◆ **EXERCISE REQUIREMENTS**:
Every line in the entries where "OutlineConfig" is found should be copied.
____________
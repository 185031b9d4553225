use thiserror::Error;

pub type Result<T> = core::result::Result<T, Error>;

#[derive(Debug, Error)]
pub enum Error {
    #[error("The response couldn't be parsed as a search page: {reason}")]
    Protocol { reason: String },

    #[error("There are over {page_size} diamonds with these characteristics at price {price}.")]
    CursorStuck { page_size: u32, price: u64 },

    #[error("Malformed record, field `{field}`: {reason}")]
    MalformedRecord { field: &'static str, reason: String },

    #[error("Results must be sorted by ascending price, got `{column} {direction}`.")]
    UnsortedQuery { column: String, direction: String },
    #[error("Lower bound of `{0}` is above its upper bound.")]
    InvalidRange(&'static str),

    #[error("Io Error: {0}")]
    Io(#[from] std::io::Error),

    #[error("Reqwest Error: {0}")]
    Reqwest(#[from] reqwest::Error),

    #[error("Csv Error: {0}")]
    Csv(#[from] csv::Error),
}

impl Error {
    pub(crate) fn malformed(field: &'static str, reason: impl Into<String>) -> Self {
        Error::MalformedRecord {
            field,
            reason: reason.into(),
        }
    }
}
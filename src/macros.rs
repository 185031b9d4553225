/// Progress line on stdout, prefixed with the local time. The harvest logs every page
/// and each finished phase through it.
/// Given a start time first, it also prints the seconds elapsed since then.
/// ```
/// use diamond_scrap::info_time;
///
/// info_time!("str {}, {}", 1, 2);
/// let time = chrono::Local::now();
/// info_time!(time, "str {}, {}", 1, 2);
/// ```
#[macro_export]
macro_rules! info_time {
    ($strfm:literal $(,)? $($arg:expr),*) => {{
        let local_now = ::chrono::Local::now();
        let res = format!("{:<30} : {}", local_now, format!($strfm, $($arg),*));
        println!("{}", res);
    }};
    ($time:expr, $strfm:literal $(,)? $($arg:expr),*) => {{
        let local_now = ::chrono::Local::now();
        let run_time = (local_now - $time)
                .num_microseconds()
                .map(|n| n as f64 / 1_000_000.0)
                .unwrap_or(0.0);
        let res = format!("{:<30} : {}\nRUNTIME: {} sec", local_now, format!($strfm, $($arg),*), run_time);
        println!("{}", res);
    }};
}

/// Same layout as `info_time!` but goes to stderr and is tagged, used for anything
/// that ends a collection early.
#[macro_export]
macro_rules! warn_time {
    ($strfm:literal $(,)? $($arg:expr),*) => {{
        let local_now = ::chrono::Local::now();
        eprintln!("{:<30} : WARN {}", local_now, format!($strfm, $($arg),*));
    }};
}
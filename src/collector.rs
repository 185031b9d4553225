use std::time::Duration;

use chrono::Local;
use tokio::time::sleep;

use crate::query::QuerySpec;
use crate::record::{normalize, Diamond};
use crate::search::{SearchEndpoint, SearchPage};
use crate::{info_time, warn_time, Error, Result};

/// What to do after a page has been folded into the results.
#[derive(Debug, PartialEq, Eq)]
enum Step {
    /// Query again with the price floor at this value.
    Continue(u64),
    Done,
}

/// Pages through a search endpoint using price as the cursor.
///
/// The endpoint never returns more than `page_size` records for a query. While a page
/// comes back full the next query starts at the highest price seen, and the records at
/// exactly that price are left for the next page so nothing is collected twice.
pub struct Collector<E> {
    endpoint: E,
    delay: Duration,
}

impl<E: SearchEndpoint> Collector<E> {
    /// `delay` is waited out after every page that isn't the last one.
    pub fn new(endpoint: E, delay: Duration) -> Self {
        Self { endpoint, delay }
    }

    /// The endpoint this collector queries. Callers that script their own endpoint use
    /// it to look at the requests a run made.
    pub fn endpoint(&self) -> &E {
        &self.endpoint
    }

    /// Collects every diamond matching `query`.
    ///
    /// A response that isn't a search page stops the run early: the raw body is logged
    /// and whatever was collected so far is returned.
    pub async fn collect(&self, query: &QuerySpec) -> Result<Vec<Diamond>> {
        query.ensure_price_ascending()?;
        query.ensure_ranges()?;

        let start_time = Local::now();
        let mut diamonds = Vec::new();
        let mut cursor = query.min_price;
        let mut iteration = 1;

        loop {
            let body = self.endpoint.search(&query.with_min_price(cursor)).await?;
            let page = match SearchPage::parse(&body) {
                Ok(page) => page,
                Err(e) => {
                    warn_time!("{e}");
                    warn_time!("raw response:\n{body}");
                    break;
                }
            };
            info_time!("iteration: {iteration}, diamonds left: {}", page.count_raw);

            let records = page
                .results
                .iter()
                .map(normalize)
                .collect::<Result<Vec<_>>>()?;

            match fold_page(records, page.count_raw, query.page_size, cursor, &mut diamonds)? {
                Step::Done => break,
                Step::Continue(next) => cursor = Some(next),
            }

            iteration += 1;
            sleep(self.delay).await;
        }

        info_time!(start_time, "Collected {} diamonds in {iteration} requests", diamonds.len());
        Ok(diamonds)
    }
}

/// Appends one page of price-sorted records to `diamonds` and decides where the next
/// query starts.
fn fold_page(
    records: Vec<Diamond>,
    count_raw: u64,
    page_size: u32,
    cursor: Option<u64>,
    diamonds: &mut Vec<Diamond>,
) -> Result<Step> {
    let (Some(first), Some(last)) = (records.first(), records.last()) else {
        warn_time!("empty page, stopping");
        return Ok(Step::Done);
    };
    let (min_price, max_price) = (first.price, last.price);

    if u64::from(page_size) >= count_raw {
        diamonds.extend(records);
        return Ok(Step::Done);
    }

    // A full page at a single price, or one that doesn't move past the current floor,
    // would be fetched again forever.
    if min_price >= max_price || matches!(cursor, Some(floor) if max_price <= floor) {
        return Err(Error::CursorStuck {
            page_size,
            price: min_price,
        });
    }

    diamonds.extend(records.into_iter().filter(|d| d.price < max_price));
    Ok(Step::Continue(max_price))
}
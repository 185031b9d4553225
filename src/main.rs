use chrono::Local;
use clap::Parser;
use diamond_scrap::{cli::Args, info_time, process::process_site, Result};

#[tokio::main(flavor = "current_thread")]
async fn main() -> Result<()> {
    let start_time = Local::now();
    process_site(Args::parse()).await?;
    info_time!(start_time, "Full program time:");

    Ok(())
}
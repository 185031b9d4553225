use std::path::PathBuf;
use std::time::Duration;

use clap::Parser;

use crate::query::{Clarity, Color, Cut, QuerySpec, Shape};
use crate::{DEFAULT_PAGE_SIZE, LANDING_URL, REQUEST_DELAY_SECS, SEARCH_URL};

/// Downloads every diamond matching the filters into `<output-dir>/<timestamp>.csv`.
#[derive(Debug, Parser)]
#[command(author, version, about)]
pub struct Args {
    /// Shapes to include, any shape if left out
    #[arg(long = "shape", value_enum, num_args = 1..)]
    pub shapes: Vec<Shape>,

    #[arg(long)]
    pub min_price: Option<u64>,
    #[arg(long)]
    pub max_price: Option<u64>,
    #[arg(long)]
    pub min_carat: Option<f64>,
    #[arg(long)]
    pub max_carat: Option<f64>,

    #[arg(long, value_enum)]
    pub min_cut: Option<Cut>,
    #[arg(long, value_enum)]
    pub max_cut: Option<Cut>,
    #[arg(long, value_enum)]
    pub min_color: Option<Color>,
    #[arg(long, value_enum)]
    pub max_color: Option<Color>,
    #[arg(long, value_enum)]
    pub min_clarity: Option<Clarity>,
    #[arg(long, value_enum)]
    pub max_clarity: Option<Clarity>,

    #[arg(long, default_value_t = 0)]
    pub start_index: u32,
    /// Records per request, the search grid caps this at 1000
    #[arg(long, default_value_t = DEFAULT_PAGE_SIZE)]
    pub page_size: u32,
    #[arg(long, default_value = "USA")]
    pub country: String,
    #[arg(long, default_value = "en-us")]
    pub language: String,
    #[arg(long, default_value = "USD")]
    pub currency: String,
    /// Anything other than `price` is refused at collection time
    #[arg(long, default_value = "price")]
    pub sort_column: String,
    /// Anything other than `asc` is refused at collection time
    #[arg(long, default_value = "asc")]
    pub sort_direction: String,

    /// Seconds to wait between requests
    #[arg(long, default_value_t = REQUEST_DELAY_SECS)]
    pub delay_secs: u64,
    /// Directory the CSV file is written to
    #[arg(short, long, default_value = ".")]
    pub output_dir: PathBuf,

    #[arg(long, default_value = LANDING_URL, hide = true)]
    pub landing_url: String,
    #[arg(long, default_value = SEARCH_URL, hide = true)]
    pub search_url: String,
}

impl Args {
    pub fn query(&self) -> QuerySpec {
        QuerySpec {
            shapes: self.shapes.clone(),
            min_price: self.min_price,
            max_price: self.max_price,
            min_carat: self.min_carat,
            max_carat: self.max_carat,
            min_cut: self.min_cut,
            max_cut: self.max_cut,
            min_color: self.min_color,
            max_color: self.max_color,
            min_clarity: self.min_clarity,
            max_clarity: self.max_clarity,
            start_index: self.start_index,
            page_size: self.page_size,
            country: self.country.clone(),
            language: self.language.clone(),
            currency: self.currency.clone(),
            sort_column: self.sort_column.clone(),
            sort_direction: self.sort_direction.clone(),
        }
    }

    pub fn delay(&self) -> Duration {
        Duration::from_secs(self.delay_secs)
    }
}
use shellscope_api::{LoggingConfig, OutlineError, Result};
use tracing_appender::non_blocking::WorkerGuard;
use tracing_subscriber::{EnvFilter, fmt, prelude::*};

/// Installs the global subscriber. Keep the returned guard alive for as long as logs should be
/// flushed to disk.
pub fn init_logging(component: &str, config: &LoggingConfig) -> Result<WorkerGuard> {
    let log_dir = config.log_dir();
    std::fs::create_dir_all(&log_dir)?;

    // Roll daily, with the component name as the prefix, e.g. outline.log.2024-01-21
    let file_appender = tracing_appender::rolling::daily(&log_dir, format!("{component}.log"));
    let (non_blocking, guard) = tracing_appender::non_blocking(file_appender);

    let filter = EnvFilter::try_from_default_env()
        .or_else(|_| EnvFilter::try_new(&config.level))
        .map_err(|e| OutlineError::Logging(format!("invalid log level '{}': {e}", config.level)))?;

    let file_layer = fmt::layer()
        .with_writer(non_blocking)
        .with_ansi(false)
        .with_target(true);

    let registry = tracing_subscriber::registry().with(filter).with(file_layer);

    let installed = if config.to_stderr {
        let stderr_layer = fmt::layer()
            .with_writer(std::io::stderr)
            .with_ansi(true)
            .with_target(false);
        registry.with(stderr_layer).try_init()
    } else {
        registry.try_init()
    };
    installed.map_err(|e| OutlineError::Logging(e.to_string()))?;

    Ok(guard)
}
use serde::{Deserialize, Serialize};
use std::fmt;

/// Discriminates real symbols from the synthetic status nodes of an outline.
#[derive(Serialize, Deserialize, Debug, Clone, Copy, PartialEq, Eq, Hash)]
#[serde(rename_all = "snake_case")]
pub enum ItemKind {
    Function,
    GlobalVariable,
    MetaInfo,
    MetaError,
    MetaDebug,
}

impl ItemKind {
    /// Synthetic nodes carry a message rather than a source identifier.
    pub fn is_meta(self) -> bool {
        matches!(
            self,
            ItemKind::MetaInfo | ItemKind::MetaError | ItemKind::MetaDebug
        )
    }

    pub fn as_str(self) -> &'static str {
        match self {
            ItemKind::Function => "function",
            ItemKind::GlobalVariable => "global_variable",
            ItemKind::MetaInfo => "meta_info",
            ItemKind::MetaError => "meta_error",
            ItemKind::MetaDebug => "meta_debug",
        }
    }
}

impl fmt::Display for ItemKind {
    fn fmt(&self, f: &mut fmt::Formatter<'_>) -> fmt::Result {
        f.write_str(self.as_str())
    }
}

/// Character range of a symbol. Containment is inclusive on both ends.
#[derive(Serialize, Deserialize, Debug, Clone, Copy, PartialEq, Eq, Hash, Default)]
pub struct Span {
    pub start: usize,
    pub length: usize,
    pub end: usize,
}

impl Span {
    /// Zero span used by synthetic items.
    pub const EMPTY: Span = Span {
        start: 0,
        length: 0,
        end: 0,
    };

    /// Builds a span from explicit parts, clamping `end` so that `start <= end` holds.
    pub fn new(start: usize, length: usize, end: usize) -> Self {
        Self {
            start,
            length,
            end: end.max(start),
        }
    }

    pub fn between(start: usize, end: usize) -> Self {
        let end = end.max(start);
        Self {
            start,
            length: end - start,
            end,
        }
    }

    pub fn contains(&self, offset: usize) -> bool {
        offset >= self.start && offset <= self.end
    }
}

/// A node of the outline tree.
#[derive(Serialize, Deserialize, Debug, Clone, PartialEq, Eq)]
pub struct SymbolItem {
    pub name: String,
    pub kind: ItemKind,
    pub span: Span,
    #[serde(default, skip_serializing_if = "Vec::is_empty")]
    pub children: Vec<SymbolItem>,
}

impl SymbolItem {
    pub fn new(name: impl Into<String>, kind: ItemKind, span: Span) -> Self {
        Self {
            name: name.into(),
            kind,
            span,
            children: Vec::new(),
        }
    }

    /// A synthetic node with a zero span.
    pub fn meta(kind: ItemKind, message: impl Into<String>) -> Self {
        Self::new(message, kind, Span::EMPTY)
    }

    pub fn with_children(mut self, children: Vec<SymbolItem>) -> Self {
        self.children = children;
        self
    }

    pub fn has_children(&self) -> bool {
        !self.children.is_empty()
    }
}
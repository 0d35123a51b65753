//! Outline preferences handed over by the host.

use crate::error::{OutlineError, Result};
use serde::{Deserialize, Serialize};
use std::path::{Path, PathBuf};

/// Default number of characters kept from a debug token before it is shortened.
pub const DEFAULT_DEBUG_LABEL_LIMIT: usize = 40;

#[derive(Serialize, Deserialize, Debug, Clone, PartialEq, Eq)]
#[serde(default)]
pub struct OutlineConfig {
    pub debug_label_limit: usize,
    pub sort_alphabetical: bool,
    pub show_variables: bool,
    pub link_with_editor: bool,
    pub logging: LoggingConfig,
}

impl Default for OutlineConfig {
    fn default() -> Self {
        Self {
            debug_label_limit: DEFAULT_DEBUG_LABEL_LIMIT,
            sort_alphabetical: true,
            show_variables: true,
            link_with_editor: true,
            logging: LoggingConfig::default(),
        }
    }
}

impl OutlineConfig {
    pub fn from_json_str(json: &str) -> Result<Self> {
        let config: Self = serde_json::from_str(json)?;
        config.validate()?;
        Ok(config)
    }

    pub fn load(path: &Path) -> Result<Self> {
        let content = std::fs::read_to_string(path)?;
        Self::from_json_str(&content)
    }

    pub fn validate(&self) -> Result<()> {
        if self.debug_label_limit == 0 {
            return Err(OutlineError::InvalidConfig(
                "debug_label_limit must be greater than zero".to_string(),
            ));
        }
        Ok(())
    }
}

#[derive(Serialize, Deserialize, Debug, Clone, PartialEq, Eq)]
#[serde(default)]
pub struct LoggingConfig {
    /// Filter directive used when `RUST_LOG` is unset.
    pub level: String,
    /// Directory for rolling log files; `~/.shellscope/logs` when unset.
    pub directory: Option<PathBuf>,
    pub to_stderr: bool,
}

impl Default for LoggingConfig {
    fn default() -> Self {
        Self {
            level: "info".to_string(),
            directory: None,
            to_stderr: false,
        }
    }
}

impl LoggingConfig {
    pub fn log_dir(&self) -> PathBuf {
        match &self.directory {
            Some(dir) => dir.clone(),
            None => {
                let home = std::env::var("HOME").unwrap_or_else(|_| ".".to_string());
                Path::new(&home).join(".shellscope/logs")
            }
        }
    }
}
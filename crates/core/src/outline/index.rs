use super::builder::{TreeBuilder, placeholder};
use shellscope_api::{ItemKind, OutlineConfig, OutlineInput, Result, ScriptModel, SymbolItem};
use std::sync::{Arc, Mutex, MutexGuard};
use std::time::Instant;
use tracing::{debug, trace, warn};

#[derive(Debug, Clone, Copy, PartialEq, Eq)]
pub enum IndexState {
    Uninitialized,
    Empty,
    Populated,
}

#[derive(Debug, Clone)]
enum Slot {
    Uninitialized,
    Empty,
    Populated(Arc<[SymbolItem]>),
}

/// Holds the current outline tree and answers host queries against it.
///
/// The tree is only ever replaced as a whole. Readers take an `Arc` snapshot under the lock,
/// so a query running while a rebuild completes keeps working on the tree it started with.
#[derive(Debug)]
pub struct OutlineIndex {
    builder: TreeBuilder,
    current: Mutex<Slot>,
    placeholder: Arc<[SymbolItem]>,
}

impl Default for OutlineIndex {
    fn default() -> Self {
        Self::new()
    }
}

impl OutlineIndex {
    pub fn new() -> Self {
        Self::with_builder(TreeBuilder::new())
    }

    pub fn from_config(config: &OutlineConfig) -> Result<Self> {
        Ok(Self::with_builder(TreeBuilder::from_config(config)?))
    }

    pub fn with_builder(builder: TreeBuilder) -> Self {
        Self {
            builder,
            current: Mutex::new(Slot::Uninitialized),
            placeholder: Arc::from(vec![placeholder()]),
        }
    }

    fn lock(&self) -> MutexGuard<'_, Slot> {
        self.current.lock().unwrap_or_else(|poisoned| {
            warn!("outline lock poisoned, recovering last installed tree");
            poisoned.into_inner()
        })
    }

    fn snapshot(&self) -> Option<Arc<[SymbolItem]>> {
        match &*self.lock() {
            Slot::Populated(items) => Some(items.clone()),
            Slot::Uninitialized | Slot::Empty => None,
        }
    }

    pub fn state(&self) -> IndexState {
        match &*self.lock() {
            Slot::Uninitialized => IndexState::Uninitialized,
            Slot::Empty => IndexState::Empty,
            Slot::Populated(_) => IndexState::Populated,
        }
    }

    /// Replaces the current tree. `None` (the parse failed entirely) empties the index.
    pub fn rebuild(&self, model: Option<&ScriptModel>) {
        let Some(model) = model else {
            *self.lock() = Slot::Empty;
            debug!("outline reset to empty");
            return;
        };

        let started = Instant::now();
        let items = self.builder.build(model);
        let count = items.len();
        let slot = if items.is_empty() {
            Slot::Empty
        } else {
            Slot::Populated(Arc::from(items))
        };
        *self.lock() = slot;

        debug!(
            items = count,
            functions = model.functions.len(),
            elapsed_us = started.elapsed().as_micros() as u64,
            "outline rebuilt"
        );
    }

    /// Root items for display. Unsupported inputs yield a single descriptive item, an unset or
    /// empty tree yields the placeholder.
    pub fn root_elements(&self, input: Option<&dyn OutlineInput>) -> Arc<[SymbolItem]> {
        if let Some(input) = input {
            if input.as_script_model().is_none() {
                warn!(%input, "unsupported outline input");
                let message = format!("Unsupported input element: {input}");
                return Arc::from(vec![SymbolItem::meta(ItemKind::MetaInfo, message)]);
            }
        }

        match self.snapshot() {
            Some(items) if !items.is_empty() => items,
            _ => self.placeholder.clone(),
        }
    }

    pub fn children_of<'a>(&self, node: &'a SymbolItem) -> Option<&'a [SymbolItem]> {
        if node.has_children() {
            Some(&node.children)
        } else {
            None
        }
    }

    pub fn is_leaf(&self, node: &SymbolItem) -> bool {
        !node.has_children()
    }

    /// Root-level items whose kind is one of `kinds`, in root order. Children are not searched.
    pub fn find_items_of_type(&self, kinds: &[ItemKind]) -> Vec<SymbolItem> {
        let Some(items) = self.snapshot() else {
            return Vec::new();
        };
        items
            .iter()
            .filter(|item| kinds.contains(&item.kind))
            .cloned()
            .collect()
    }

    /// Most specific item whose span contains `offset`.
    pub fn find_by_offset(&self, offset: usize) -> Option<SymbolItem> {
        let items = self.snapshot()?;
        let found = find_in(&items, offset).cloned();
        trace!(offset, found = found.as_ref().map(|i| i.name.as_str()), "offset lookup");
        found
    }
}

// Children are tested before their parent, otherwise an enclosing function would hide the
// variables declared inside it.
fn find_in(items: &[SymbolItem], offset: usize) -> Option<&SymbolItem> {
    for item in items {
        if item.has_children() {
            if let Some(found) = find_in(&item.children, offset) {
                return Some(found);
            }
        }
        if item.span.contains(offset) {
            return Some(item);
        }
    }
    None
}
____________
◆ **SOLUTION FOR THIS PROBLEM**:
pub struct OutlineConfig {
impl Default for OutlineConfig {
impl OutlineConfig {
use shellscope_api::{ItemKind, OutlineConfig, OutlineInput, Result, ScriptModel, SymbolItem};
    pub fn from_config(config: &OutlineConfig) -> Result<Self> {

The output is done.